Responding to the latest comment by the OP: "How would you suggest measuring the uniformity of measurable subsets of the unit square?" :
I think the idea of uniformity has hardly anything to do with the Hausdorff dimension (HD). E.g., I think almost everyone would agree that the entire unit square $S:=[0,1]^2$ (of HD$=2$) is maximally uniform (in itself), whereas a fine uniform grid of $n^2$ points (of HD$=0$) in $S$ is approximately uniform in $S$ if $n$ is large. This, again, suggests that the HD has little (if anything) to do with the idea of uniformity.
Moreover, it makes more sense to talk, not about subsets of $S$, but about probability distributions over $S$ being close to uniform -- that is, to the uniform probability distribution over $S$.

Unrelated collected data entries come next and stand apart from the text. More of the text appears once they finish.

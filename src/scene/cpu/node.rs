use super::mesh::HalaMeshId;

/// The identity of a node in the source scene.
#[derive(Debug, Clone, Copy, PartialEq, Eq, Hash, PartialOrd, Ord)]
pub struct HalaNodeId(pub u64);

/// A node of the source scene, referencing its parent and mesh by identity.
#[derive(Debug, Clone)]
pub struct HalaSourceNode {
  pub id: HalaNodeId,
  pub name: String,
  pub parent: Option<HalaNodeId>,
  pub local_transform: glam::DMat4,
  pub mesh: Option<HalaMeshId>,
}

/// The default implementation of the node.
impl Default for HalaSourceNode {
  fn default() -> Self {
    Self {
      id: HalaNodeId(0),
      name: String::new(),
      parent: None,
      local_transform: glam::DMat4::IDENTITY,
      mesh: None,
    }
  }
}

impl HalaSourceNode {
  /// Create a new root node without mesh.
  /// param id: The identity of the node.
  /// param name: The name of the node.
  /// return: The node.
  pub fn new(id: HalaNodeId, name: &str) -> Self {
    Self {
      id,
      name: name.to_owned(),
      ..Default::default()
    }
  }
}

In particular, if $A$ is a finite subset of $S$, we can attach a weight/probability mass $w(x)>0$ to each $x\in A$ so that $\sum_{x\in A}w(x)=1$, and thus we get a probability distribution over $S$ supported on $A$. This way, we can identify any finite subset $A$ of $S$ with the uniform probability distribution supported on $A$. This also allows us to consider multisets $B$ in $S$, by giving each of the (possibly repeated) elements $x$ of $B$ weightsthe weight $w(x)$ proportional to the multiplicity of $x$ in $B$. Also, we can, somewhat similarly, identify a measurable subset $A$ of $S$ of positive Lebesgue measure with the uniform distribution over $A$. Similarly we can do for, say, rectifiable curve images $C\subset S$, to identify $C$ with the uniform distribution over $C$ in the length sense; e.g., we can identify a circle contained in $S$ with the uniform distribution over the circle. Yet more generally, for any subset $M$ of $S$, if we can somehow define the uniform distribution over $M$, we can identify $M$ with that uniform distribution.Anyhow, if $U$ denotes the uniform probability distribution over $S$ and $P$ is any probability distribution over $S$, then we can measure the closeness of $P$ to $U$ by any probability metric (say, by one metrizing the weak convergence of probability distributions over $S$). For instance, we can use the Wasserstein distance $W_1(P,U)$ from $P$ to $U$ (based, say, on the Euclidean distance between points of $S$), which is the cost of the optimal transportation of the probability mass distribution $P$ to the uniform probability mass distribution $U$. So, e.g., if $P_n$ is the uniform distribution on the uniform grid $G_n:=\{(\frac in,\frac jn)\colon i=0,\dots,n,\;j=0,\dots,n\}$ in $S$, then $W_1(P_n,U)\asymp\frac1n$, which is small for large $n$ -- that is, the uniform distribution on the uniform grid $G_n$ is close to uniformity if $n$ is large; this seems to make sense. (Recalling that any finite subset $A$ of $S$ can be identified with the uniform probability distribution supported on $A$, we can now also say that the uniform grid $G_n$ itself is close to uniformity if $n$ is large.)